One of America’s highest-ranking bean counters, U.S. Comptroller General David M. Walker, came to Lansing this week with some blunt messages for every citizen:
• The quickly rising costs of Medicare, Social Security, interest on the federal debt and other long-term obligations “will create a tsunami if we don’t do something about it.”
• We’re looking at $50 trillion in major burdens, including public debt, public employee pensions and health care, Social Security benefits due to the millions of Baby Boomers who will soon retire, and federal Medicare coverage for the elderly. That’s $440,000 for every household in the United States.
• “We need to be a lot more honest about where we’re at… We need to re-engineer government… We need to get back to basics.”
• “The Baby Boom generation is failing at its stewardship responsibility.”
Oh, and if you think this is all distant Washington noise, think again. Forty percent of state budgets come from federal coffers.
“If you think this ‘Fiscal Wake Up’ stuff is about faraway Washington, D.C., with no relevance to Michigan, YOU NEED TO WAKE UP!” MSU economist Charley Ballard told a packed crowd at the MSU Union at the December 7 event for the nationwide Fiscal Wake Up Tour. “Michigan’s policies have been distressingly consistent with the short-sighted policies at the federal level.”
Walker, Ballard and other economists and finance experts spoke to a packed house at MSU. But we could find very little media coverage of the event. Most major media outlets instead seemed preoccupied with that other topic so absolutely vital to both national security and the prosperity of future generations of Americans – the search for the next football coach at the University of Michigan.
So, with the newspapers on the sidelines, here’s a woeful attempt to fill some of the information gap…
The experts agreed the following steps are absolutely crucial to putting America back on sound financial footing and preventing today’s young workers from taking on unsustainable debt loads to pay for the entitlements of previous generations:
• The public needs to understand the problem and brace for tough choices between massive tax increases (of up to 50 percent by some estimates) or massive cuts in government (nearly everything but defense, by some estimates).
• The sooner we get on with these tough choices, the less costly it will be.
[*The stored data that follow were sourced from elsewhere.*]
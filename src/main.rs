//! Glauber fixation batch runner
//!
//! ```bash
//! # 8 repetitions of a 200x200 interior at two densities, dynamic indices
//! glauber --n-interior 200 --padding 20 --p 0.55 --p 0.6 --t 2000000 --reps 8 --dynamic
//!
//! # Same parameters from a file, continuing interrupted runs
//! glauber --params simulation-params.json --results-dir results/run-a --resume
//! ```

use std::path::PathBuf;
use std::process::ExitCode;

use clap::Parser;
use glauber_fixation::app::{default_results_root, run_batch, BatchConfig};
use glauber_fixation::config::{Boundary, SimulationParams, DEFAULT_TOL};
use glauber_fixation::error::{GlauberError, Result};
use glauber_fixation::simulation::{StrategyKind, Topology};

/// Glauber dynamics fixation experiments on square lattices.
///
/// Flags override the values read from `--params`.
#[derive(Parser, Debug)]
#[command(name = "glauber")]
#[command(version, about, long_about = None)]
struct Cli {
    /// Side of the interior square used for the fixation test
    #[arg(long)]
    n_interior: Option<usize>,

    /// Width of the padding ring around the interior
    #[arg(long)]
    padding: Option<usize>,

    /// Initial density of ones; repeat for a sweep
    #[arg(long)]
    p: Vec<f64>,

    /// Planned number of vertex updates per run
    #[arg(long)]
    t: Option<usize>,

    /// Interior share of ones (or zeros) that counts as fixation
    #[arg(long)]
    tol: Option<f64>,

    /// Repetitions per density
    #[arg(long, default_value = "1")]
    reps: usize,

    /// Save the lattice every N iterations
    #[arg(long)]
    checkpoint_every: Option<usize>,

    /// Border policy: 0, 1 or random
    #[arg(long)]
    boundary: Option<Boundary>,

    /// Pick updates from the set of vertices that can still flip
    #[arg(long)]
    dynamic: bool,

    /// Wrap the lattice into a torus (no padding, random boundary)
    #[arg(long)]
    torus: bool,

    /// Base seed; repetition i runs with seed + i
    #[arg(long)]
    seed: Option<u64>,

    /// Batch root directory. Defaults to results/<timestamp>
    #[arg(long)]
    results_dir: Option<PathBuf>,

    /// Continue each run from its newest checkpoint
    #[arg(long)]
    resume: bool,

    /// Worker threads, one per CPU when omitted
    #[arg(long)]
    threads: Option<usize>,

    /// Parameter file in the simulation-params.json format
    #[arg(long)]
    params: Option<PathBuf>,

    /// Log progress every 100000 iterations
    #[arg(short, long)]
    verbose: bool,
}

impl Cli {
    fn into_batch_config(self) -> Result<BatchConfig> {
        let mut base = match &self.params {
            Some(path) => SimulationParams::from_json_file(path)?,
            None => {
                let missing = |flag: &str| {
                    GlauberError::Configuration(format!("--{flag} is required without --params"))
                };
                let n_interior = self.n_interior.ok_or_else(|| missing("n-interior"))?;
                let t = self.t.ok_or_else(|| missing("t"))?;
                let p = self.p.first().copied().ok_or_else(|| missing("p"))?;
                SimulationParams::new(n_interior, p, t, DEFAULT_TOL)
            }
        };

        if let Some(n_interior) = self.n_interior {
            base.n_interior = n_interior;
        }
        if let Some(padding) = self.padding {
            base.padding = Some(padding);
            base.n_outer = None;
        }
        if let Some(t) = self.t {
            base.t = t;
        }
        if let Some(tol) = self.tol {
            base.tol = tol;
        }
        if let Some(every) = self.checkpoint_every {
            base.save_bitmaps_every = Some(every);
        }
        if let Some(boundary) = self.boundary {
            base.boundary = boundary;
        }
        if let Some(seed) = self.seed {
            base.random_seed = Some(seed);
        }

        let probabilities = if self.p.is_empty() {
            vec![base.p]
        } else {
            self.p
        };
        let results_root = self
            .results_dir
            .or_else(|| base.results_dir.clone())
            .unwrap_or_else(default_results_root);

        let strategy = if self.dynamic {
            StrategyKind::Dynamic
        } else {
            StrategyKind::Fixed
        };
        let topology = if self.torus {
            Topology::Torus
        } else {
            Topology::Bordered
        };

        Ok(BatchConfig::new(base, probabilities, self.reps, results_root)
            .with_strategy(strategy)
            .with_topology(topology)
            .with_threads(self.threads)
            .with_resume(self.resume)
            .with_verbose(self.verbose))
    }
}

fn main() -> ExitCode {
    env_logger::Builder::from_env(env_logger::Env::default().default_filter_or("info")).init();

    let config = match Cli::parse().into_batch_config() {
        Ok(config) => config,
        Err(e) => {
            log::error!("{}", e);
            return ExitCode::from(2);
        }
    };

    match run_batch(&config) {
        Ok(report) if report.is_success() => ExitCode::SUCCESS,
        Ok(report) => {
            log::error!(
                "{} repetitions failed, see {}",
                report.failures.len(),
                config.results_root.display()
            );
            ExitCode::FAILURE
        }
        Err(e) => {
            log::error!("Batch aborted: {}", e);
            ExitCode::from(2)
        }
    }
}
• Bipartisanship will be essential.
• Entitlement System Reform is essential. Benefits must be targeted to the needy (Can we afford for Bill Gates and other wealthy Americans to continue to receive Social Security and Medicare?) Programs and services will undoubtedly be cut.
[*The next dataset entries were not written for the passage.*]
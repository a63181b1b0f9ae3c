use std::collections::BTreeMap;
use std::fs;
use std::io::ErrorKind;
use std::path::{Path, PathBuf};

use crate::config::{
    LatticeDims, SimulationParams, BITMAP_DIR_NAME, BITMAP_PARAMS_FILE_NAME, PARAMS_FILE_NAME,
    RESULT_FILE_NAME,
};
use crate::error::Result;
use crate::simulation::checkpoint::checkpoint_file_name;
use crate::simulation::{BitMatrix, RunResult};

/// Where a run puts its parameter record, checkpoints and result.
pub trait OutputSink {
    fn write_params(&mut self, params: &SimulationParams, dims: &LatticeDims) -> Result<()>;

    fn write_checkpoint(&mut self, iteration: usize, lattice: &BitMatrix) -> Result<()>;

    fn write_result(&mut self, result: &RunResult) -> Result<()>;
}

/// Run directory on disk:
///
/// ```text
/// <results_dir>/simulation-params.json
/// <results_dir>/result-dict.json
/// <results_dir>/bitmap_results/params.json
/// <results_dir>/bitmap_results/iter-<N>.bmp
/// ```
#[derive(Clone, Debug)]
pub struct DirectorySink {
    results_dir: PathBuf,
    bitmap_dir: PathBuf,
}

impl DirectorySink {
    pub fn new(results_dir: impl Into<PathBuf>) -> Result<Self> {
        let results_dir = results_dir.into();
        let bitmap_dir = results_dir.join(BITMAP_DIR_NAME);
        fs::create_dir_all(&bitmap_dir)?;
        Ok(Self {
            results_dir,
            bitmap_dir,
        })
    }

    pub fn results_dir(&self) -> &Path {
        &self.results_dir
    }

    pub fn bitmap_dir(&self) -> &Path {
        &self.bitmap_dir
    }

    pub fn checkpoint_path(&self, iteration: usize) -> PathBuf {
        self.bitmap_dir.join(checkpoint_file_name(iteration))
    }
}

impl OutputSink for DirectorySink {
    fn write_params(&mut self, params: &SimulationParams, dims: &LatticeDims) -> Result<()> {
        fs::write(
            self.results_dir.join(PARAMS_FILE_NAME),
            serde_json::to_string_pretty(params)?,
        )?;

        // The bitmap directory carries n_outer so the raw files decode on their own
        let mut bitmap_params = serde_json::to_value(params)?;
        if let Some(map) = bitmap_params.as_object_mut() {
            map.insert("n_outer".to_string(), dims.n_outer.into());
        }
        fs::write(
            self.bitmap_dir.join(BITMAP_PARAMS_FILE_NAME),
            serde_json::to_string_pretty(&bitmap_params)?,
        )?;
        Ok(())
    }

    fn write_checkpoint(&mut self, iteration: usize, lattice: &BitMatrix) -> Result<()> {
        log::debug!("Saving bitmap for iteration {}", iteration);
        lattice.export(self.checkpoint_path(iteration))
    }

    fn write_result(&mut self, result: &RunResult) -> Result<()> {
        fs::write(
            self.results_dir.join(RESULT_FILE_NAME),
            serde_json::to_string(result)?,
        )?;
        Ok(())
    }
}

/// Result a run directory already holds, if the run finished.
pub fn read_result(results_dir: &Path) -> Result<Option<RunResult>> {
    let raw = match fs::read_to_string(results_dir.join(RESULT_FILE_NAME)) {
        Ok(raw) => raw,
        Err(e) if e.kind() == ErrorKind::NotFound => return Ok(None),
        Err(e) => return Err(e.into()),
    };
    let mut result: RunResult = serde_json::from_str(&raw)?;
    result.stop = result.recorded_stop();
    Ok(Some(result))
}

/// Keeps everything in memory; for tests and throwaway runs.
#[derive(Clone, Debug, Default)]
pub struct MemorySink {
    pub params: Option<SimulationParams>,
    pub checkpoints: BTreeMap<usize, Vec<u8>>,
    pub results: Vec<RunResult>,
}

impl MemorySink {
    pub fn new() -> Self {
        Self::default()
    }

    /// Bytes of the checkpoint with the highest iteration
    pub fn last_checkpoint(&self) -> Option<(usize, &[u8])> {
        self.checkpoints
            .iter()
            .next_back()
            .map(|(&iteration, bytes)| (iteration, bytes.as_slice()))
    }
}

impl OutputSink for MemorySink {
    fn write_params(&mut self, params: &SimulationParams, _dims: &LatticeDims) -> Result<()> {
        self.params = Some(params.clone());
        Ok(())
    }

    fn write_checkpoint(&mut self, iteration: usize, lattice: &BitMatrix) -> Result<()> {
        self.checkpoints.insert(iteration, lattice.as_bytes().to_vec());
        Ok(())
    }

    fn write_result(&mut self, result: &RunResult) -> Result<()> {
        self.results.push(result.clone());
        Ok(())
    }
}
Brian Riedl, a fellow at the Heritage Foundation, also offered this brief but incisive breakdown of how Washington spends your tax dollars. This year, Washington will spend $24,106 per household. Here’s how:
• $8,301 for Social Security/Medicare
• $4,951 for Defense
• $3,550 for Anti-Poverty programs
• $2,071 for Interest on the Federal Debt
• $907 for Federal Employee Retirement Benefits
• $664 for Health Research & Regulation
• $627 for Veterans’ Benefits
• $584 for Education
• $418 for Highways/Mass Transit
• $392 for Justice Administration
• $305 for Natural Resources/Environment
• $304 for International Affairs
• $299 for Unemployment Benefits
• $282 for Community and Regional Development (things like FEMA and Hurricane Katrina relief)
• $451 for all other things, including farm subsidies, space exploration, air transportation, and energy.
The most uplifting message out of the dire themes of the Fiscal Wakeup Tour is working nonpartisanship/bipartisanship. This nationwide effort is a joint production of three public interest groups, the Heritage Foundation, the Concord Coalition, and the Brookings Institution all of which are in much different places on the left-right political measuring stick.